Earlier this month, Philippine President Benigno Aquino made a three-day state visit to Canada, the first visit to the country by a Philippine head of state in 18 years. Aquino’s visit, which follows Canadian Prime Minister Stephen Harper’s own sojourn to the Philippines in 2012, highlights the growing military-strategic partnership between the two countries, which are important allies of the US in its preparations to wage war on China.

Aquino began his visit in Ottawa on May 8. He was subsequently hosted by Filipino-Canadian business and political leaders in Toronto and Vancouver, cities with large Filipino populations. Canada is home to approximately 800,000 people of Filipino descent, many of whom entered the country through its infamous migrant worker programs, which are used by Canadian corporations and the wealthy to hire poverty-wage labourers and caregivers under conditions often compared to modern-day slavery.

Electoral considerations undoubtedly played a role in the state visit. It is a federal election year in Canada, and national elections are to take place in the Philippines in 2016. Both Aquino and Harper are desperate to shore up flagging support at home.

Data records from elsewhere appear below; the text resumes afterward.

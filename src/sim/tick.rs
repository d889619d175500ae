//! Fixed timestep frame step
//!
//! One call advances the table by one frame: flipper angles and bumper timers
//! move once, then the ball runs `sub_steps` slices of integration followed by
//! collision resolution.

use std::collections::BTreeSet;

use glam::Vec2;
use rand::Rng;

use super::integrate::integrate_ball;
use super::resolve::resolve_substep;
use super::state::{GamePhase, Table};

/// Input intents for a single frame
#[derive(Debug, Clone, Default)]
pub struct FrameInput {
    /// Left flipper button held
    pub left_flipper: bool,
    /// Right flipper button held
    pub right_flipper: bool,
    /// Launch velocity from the launcher (only used in Ready)
    pub launch_impulse: Option<Vec2>,
}

/// What one frame produced
#[derive(Debug, Clone, Default, PartialEq)]
pub struct FrameOutcome {
    pub ball_lost: bool,
    pub launched: bool,
    pub score_delta: u64,
    /// Bumpers touched at least once this frame
    pub bumpers_hit: BTreeSet<usize>,
    /// Sub-steps actually run (fewer than configured when the ball was lost)
    pub substeps_run: u32,
}

/// Advance the table by one frame
pub fn step_frame<R: Rng + ?Sized>(
    table: &mut Table,
    input: &FrameInput,
    rng: &mut R,
) -> FrameOutcome {
    let mut outcome = FrameOutcome::default();
    table.frames += 1;

    table.left_flipper.update(input.left_flipper);
    table.right_flipper.update(input.right_flipper);

    for bumper in &mut table.bumpers {
        bumper.tick_timer();
    }

    match table.phase {
        GamePhase::Ready => {
            if let Some(impulse) = input.launch_impulse {
                if impulse.is_finite() {
                    table.ball.vel = impulse;
                    table.phase = GamePhase::Playing;
                    outcome.launched = true;
                    log::info!("Ball launched with velocity {:?}", impulse);
                } else {
                    log::warn!("Ignoring non-finite launch impulse {:?}", impulse);
                }
            }
        }

        GamePhase::Playing => {
            let sub_steps = table.config.physics.sub_steps;
            let dt = table.config.sub_step_dt();

            for _ in 0..sub_steps {
                integrate_ball(&mut table.ball, &table.config.physics, dt);
                let report = resolve_substep(table, rng);
                outcome.substeps_run += 1;
                outcome.score_delta += report.score;
                table.score += report.score;
                outcome.bumpers_hit.extend(report.bumpers_hit);

                if report.ball_lost {
                    outcome.ball_lost = true;
                    table.lose_ball();
                    break;
                }
            }
        }

        GamePhase::GameOver => {}
    }

    outcome
}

Harper hopes to win votes from the Filipino-Canadian community. His Conservative Party has made it a point in previous election campaigns to target ethnic communities with mock gestures of goodwill, while implementing policies that victimize and impoverish them.

Aquino is the scion of an old feudal-era landowning family and son of former president Corazon Aquino. He wishes to boost polling ratings that have plunged as a result of a string of political scandals, including his callous mismanagement of the Typhoon Haiyan relief operation in 2013, and public distrust of his “anti-corruption” campaign, a politically-motivated scheme to sideline critics of his government’s wholesale integration into the US’s anti-China “pivot to Asia.”

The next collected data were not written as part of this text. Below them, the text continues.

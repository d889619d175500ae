//! Table and physics configuration
//!
//! Every tunable constant is fixed when a [`Table`](crate::sim::Table) is
//! built. The record can be loaded from JSON; missing fields fall back to the
//! defaults in [`crate::consts`].

use std::path::Path;

use glam::Vec2;
use serde::{Deserialize, Serialize};
use thiserror::Error;

use crate::consts::*;

/// Rejected configuration values
#[derive(Debug, Error)]
pub enum ConfigError {
    #[error("sub_steps must be at least 1")]
    ZeroSubSteps,
    #[error("balls_per_game must be at least 1")]
    NoBalls,
    #[error("{field} must be finite")]
    NotFinite { field: &'static str },
    #[error("{field} must be greater than zero (got {value})")]
    NonPositive { field: &'static str, value: f32 },
    #[error("{field} must not be negative (got {value})")]
    Negative { field: &'static str, value: f32 },
    #[error("min_ball_speed {min} exceeds max_ball_speed {max}")]
    SpeedBounds { min: f32, max: f32 },
    #[error("flipper min angle {min}° exceeds max angle {max}°")]
    FlipperLimits { min: f32, max: f32 },
    #[error("invalid angle range {min}°..{max}° for {field}")]
    AngleRange {
        field: &'static str,
        min: f32,
        max: f32,
    },
    #[error("failed to parse config: {0}")]
    Json(#[from] serde_json::Error),
    #[error("failed to read config: {0}")]
    Io(#[from] std::io::Error),
}

/// How the right flipper's contact velocity is derived
#[derive(Debug, Clone, Copy, PartialEq, Eq, Default, Serialize, Deserialize)]
#[serde(rename_all = "snake_case")]
pub enum FlipperVelocityModel {
    /// Each flipper uses its own angular velocity and lever arm
    #[default]
    Independent,
    /// Right flipper reuses the left flipper's contact velocity with X negated
    MirrorLeft,
}

/// Integration and restitution constants
#[derive(Debug, Clone, Serialize, Deserialize)]
#[serde(default)]
pub struct PhysicsConfig {
    /// Downward acceleration per frame
    pub gravity: f32,
    /// Velocity multiplier applied over one whole frame
    pub friction: f32,
    /// Wall restitution
    pub bounce_factor: f32,
    /// Flipper restitution
    pub flipper_bounce_factor: f32,
    /// Restitution fed to the bumper contact test (its velocity is replaced)
    pub bumper_bounce_factor: f32,
    pub max_ball_speed: f32,
    pub min_ball_speed: f32,
    /// Integration slices per frame
    pub sub_steps: u32,
    pub flipper_velocity_model: FlipperVelocityModel,
}

impl Default for PhysicsConfig {
    fn default() -> Self {
        Self {
            gravity: GRAVITY,
            friction: FRICTION,
            bounce_factor: BOUNCE_FACTOR,
            flipper_bounce_factor: FLIPPER_BOUNCE_FACTOR,
            bumper_bounce_factor: BUMPER_BOUNCE_FACTOR,
            max_ball_speed: BALL_MAX_SPEED,
            min_ball_speed: BALL_MIN_SPEED,
            sub_steps: SUB_STEPS,
            flipper_velocity_model: FlipperVelocityModel::default(),
        }
    }
}

/// Playfield dimensions and ball setup
#[derive(Debug, Clone, Serialize, Deserialize)]
#[serde(default)]
pub struct TableConfig {
    pub width: f32,
    pub height: f32,
    pub wall_thickness: f32,
    /// Ball is lost once its lower edge passes this Y
    pub out_y_threshold: f32,
    pub ball_radius: f32,
    /// Where the ball rests while waiting for launch
    pub launch_position: Vec2,
    pub balls_per_game: u32,
}

impl Default for TableConfig {
    fn default() -> Self {
        Self {
            width: TABLE_WIDTH,
            height: TABLE_HEIGHT,
            wall_thickness: WALL_THICKNESS,
            out_y_threshold: OUT_Y_THRESHOLD,
            ball_radius: BALL_RADIUS,
            launch_position: Vec2::new(LAUNCH_X, LAUNCH_Y),
            balls_per_game: BALLS_PER_GAME,
        }
    }
}

/// Shared flipper geometry (the right flipper mirrors the left)
#[derive(Debug, Clone, Serialize, Deserialize)]
#[serde(default)]
pub struct FlipperConfig {
    pub length: f32,
    pub width: f32,
    /// Resting angle (degrees)
    pub min_deg: f32,
    /// Raised angle (degrees)
    pub max_deg: f32,
    /// Rotation per frame (degrees)
    pub speed_deg: f32,
    /// Scale on the contact velocity added to a struck ball
    pub boost: f32,
    pub left_pivot: Vec2,
    pub right_pivot: Vec2,
}

impl Default for FlipperConfig {
    fn default() -> Self {
        Self {
            length: FLIPPER_LENGTH,
            width: FLIPPER_WIDTH,
            min_deg: FLIPPER_MIN_DEG,
            max_deg: FLIPPER_MAX_DEG,
            speed_deg: FLIPPER_SPEED_DEG,
            boost: FLIPPER_BOOST,
            left_pivot: Vec2::new(WALL_THICKNESS - 10.0, TABLE_HEIGHT - 30.0),
            right_pivot: Vec2::new(TABLE_WIDTH - WALL_THICKNESS + 10.0, TABLE_HEIGHT - 30.0),
        }
    }
}

/// One bumper in the layout
#[derive(Debug, Clone, Copy, Serialize, Deserialize)]
pub struct BumperSpec {
    pub center: Vec2,
    pub radius: f32,
    pub score: u64,
}

impl BumperSpec {
    pub const fn new(x: f32, y: f32) -> Self {
        Self {
            center: Vec2::new(x, y),
            radius: BUMPER_RADIUS,
            score: BUMPER_SCORE,
        }
    }
}

/// Bumper layout and hit response
#[derive(Debug, Clone, Serialize, Deserialize)]
#[serde(default)]
pub struct BumperConfig {
    /// Checked in this order every sub-step
    pub layout: Vec<BumperSpec>,
    /// Frames a bumper stays lit after a hit
    pub hit_duration: u32,
    /// Deflection direction range (degrees, 0 = right, 90 = down)
    pub deflect_min_deg: f32,
    pub deflect_max_deg: f32,
}

impl Default for BumperConfig {
    fn default() -> Self {
        let cx = TABLE_WIDTH / 2.0;
        Self {
            layout: vec![
                BumperSpec::new(cx, 50.0),
                BumperSpec::new(cx - 30.0, 90.0),
                BumperSpec::new(cx + 30.0, 90.0),
                BumperSpec::new(cx - 15.0, 130.0),
                BumperSpec::new(cx + 15.0, 130.0),
            ],
            hit_duration: BUMPER_HIT_DURATION,
            deflect_min_deg: 90.0,
            deflect_max_deg: 270.0,
        }
    }
}

/// Plunger force model
#[derive(Debug, Clone, Serialize, Deserialize)]
#[serde(default)]
pub struct PlungerConfig {
    /// Launch speed cap
    pub max_force: f32,
    /// Launch speed gained per frame held
    pub force_per_frame: f32,
    /// Share of the force that goes sideways on a left-aimed shot
    pub side_force_scale: f32,
    /// Elevation range above horizontal for a right-aimed shot (degrees)
    pub right_angle_min_deg: f32,
    pub right_angle_max_deg: f32,
    /// Frames the pull may keep growing past the force cap
    pub overpull_frames: u32,
    /// Display offset per frame held, and its cap
    pub pull_offset_per_frame: f32,
    pub max_pull_offset: f32,
}

impl Default for PlungerConfig {
    fn default() -> Self {
        Self {
            max_force: PLUNGER_MAX_FORCE,
            force_per_frame: PLUNGER_FORCE_PER_FRAME,
            side_force_scale: PLUNGER_SIDE_FORCE_SCALE,
            right_angle_min_deg: 30.0,
            right_angle_max_deg: 60.0,
            overpull_frames: 30,
            pull_offset_per_frame: 0.2,
            max_pull_offset: 10.0,
        }
    }
}

/// Complete configuration record
#[derive(Debug, Clone, Default, Serialize, Deserialize)]
#[serde(default)]
pub struct Config {
    pub physics: PhysicsConfig,
    pub table: TableConfig,
    pub flippers: FlipperConfig,
    pub bumpers: BumperConfig,
    pub plunger: PlungerConfig,
}

fn finite(field: &'static str, value: f32) -> Result<f32, ConfigError> {
    if value.is_finite() {
        Ok(value)
    } else {
        Err(ConfigError::NotFinite { field })
    }
}

fn positive(field: &'static str, value: f32) -> Result<(), ConfigError> {
    if finite(field, value)? > 0.0 {
        Ok(())
    } else {
        Err(ConfigError::NonPositive { field, value })
    }
}

fn non_negative(field: &'static str, value: f32) -> Result<(), ConfigError> {
    if finite(field, value)? >= 0.0 {
        Ok(())
    } else {
        Err(ConfigError::Negative { field, value })
    }
}

fn finite_vec(field: &'static str, value: Vec2) -> Result<(), ConfigError> {
    if value.is_finite() {
        Ok(())
    } else {
        Err(ConfigError::NotFinite { field })
    }
}

impl Config {
    /// Parse a JSON config and validate it
    pub fn from_json(json: &str) -> Result<Self, ConfigError> {
        let config: Config = serde_json::from_str(json)?;
        config.validate()?;
        Ok(config)
    }

    /// Load and validate a JSON config file
    pub fn load(path: impl AsRef<Path>) -> Result<Self, ConfigError> {
        let path = path.as_ref();
        let json = std::fs::read_to_string(path)?;
        let config = Self::from_json(&json)?;
        log::info!("Loaded config from {}", path.display());
        Ok(config)
    }

    pub fn to_json(&self) -> Result<String, ConfigError> {
        Ok(serde_json::to_string_pretty(self)?)
    }

    /// Frame fraction covered by one sub-step
    pub fn sub_step_dt(&self) -> f32 {
        1.0 / self.physics.sub_steps.max(1) as f32
    }

    /// Reject non-physical values
    pub fn validate(&self) -> Result<(), ConfigError> {
        let p = &self.physics;
        if p.sub_steps == 0 {
            return Err(ConfigError::ZeroSubSteps);
        }
        finite("gravity", p.gravity)?;
        positive("friction", p.friction)?;
        non_negative("bounce_factor", p.bounce_factor)?;
        non_negative("flipper_bounce_factor", p.flipper_bounce_factor)?;
        non_negative("bumper_bounce_factor", p.bumper_bounce_factor)?;
        positive("max_ball_speed", p.max_ball_speed)?;
        non_negative("min_ball_speed", p.min_ball_speed)?;
        if p.min_ball_speed > p.max_ball_speed {
            return Err(ConfigError::SpeedBounds {
                min: p.min_ball_speed,
                max: p.max_ball_speed,
            });
        }

        let t = &self.table;
        positive("width", t.width)?;
        positive("height", t.height)?;
        non_negative("wall_thickness", t.wall_thickness)?;
        finite("out_y_threshold", t.out_y_threshold)?;
        positive("ball_radius", t.ball_radius)?;
        finite_vec("launch_position", t.launch_position)?;
        if t.balls_per_game == 0 {
            return Err(ConfigError::NoBalls);
        }

        let f = &self.flippers;
        positive("flipper length", f.length)?;
        non_negative("flipper width", f.width)?;
        finite("flipper min_deg", f.min_deg)?;
        finite("flipper max_deg", f.max_deg)?;
        if f.min_deg > f.max_deg {
            return Err(ConfigError::FlipperLimits {
                min: f.min_deg,
                max: f.max_deg,
            });
        }
        non_negative("flipper speed_deg", f.speed_deg)?;
        non_negative("flipper boost", f.boost)?;
        finite_vec("left_pivot", f.left_pivot)?;
        finite_vec("right_pivot", f.right_pivot)?;

        let b = &self.bumpers;
        for spec in &b.layout {
            finite_vec("bumper center", spec.center)?;
            positive("bumper radius", spec.radius)?;
        }
        finite("deflect_min_deg", b.deflect_min_deg)?;
        finite("deflect_max_deg", b.deflect_max_deg)?;
        if b.deflect_min_deg > b.deflect_max_deg {
            return Err(ConfigError::AngleRange {
                field: "bumper deflection",
                min: b.deflect_min_deg,
                max: b.deflect_max_deg,
            });
        }

        let pl = &self.plunger;
        non_negative("plunger max_force", pl.max_force)?;
        positive("plunger force_per_frame", pl.force_per_frame)?;
        non_negative("plunger side_force_scale", pl.side_force_scale)?;
        finite("right_angle_min_deg", pl.right_angle_min_deg)?;
        finite("right_angle_max_deg", pl.right_angle_max_deg)?;
        if pl.right_angle_min_deg > pl.right_angle_max_deg {
            return Err(ConfigError::AngleRange {
                field: "plunger right aim",
                min: pl.right_angle_min_deg,
                max: pl.right_angle_max_deg,
            });
        }
        non_negative("pull_offset_per_frame", pl.pull_offset_per_frame)?;
        non_negative("max_pull_offset", pl.max_pull_offset)?;

        Ok(())
    }
}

More important than these considerations, however, are the military-security initiatives being undertaken in Ottawa and Manila to further incorporate the two countries into the US pivot. The Canadian elite is also eager to expand economic ties with the countries of south-east Asia, which have abundant supplies of cheap-labour.

On the first day of Aquino’s visit, Harper announced plans to bolster the Philippines’ maritime security and counterterrorism capabilities through liaising with Canada’s military and intelligence agencies. This increased inter-agency cooperation is ostensibly aimed at stemming a tide of drug and human trafficking in the region, as well as combatting so-called terrorist groups—a catch-all which includes the armed separatist movement in the southern region of Mindanao, as well as the New People’s Army, the armed wing of the Maoist Communist Party of the Philippines.

Both of these armed groups and the political movements that they represent have close ties to sections of the Philippine elite and are regularly used as an alibi to base US military forces in the country. The vast majority of the politically-motivated killings in the Philippines are in fact committed by the police forces, the military, and private militias employed by big-business and the local elite.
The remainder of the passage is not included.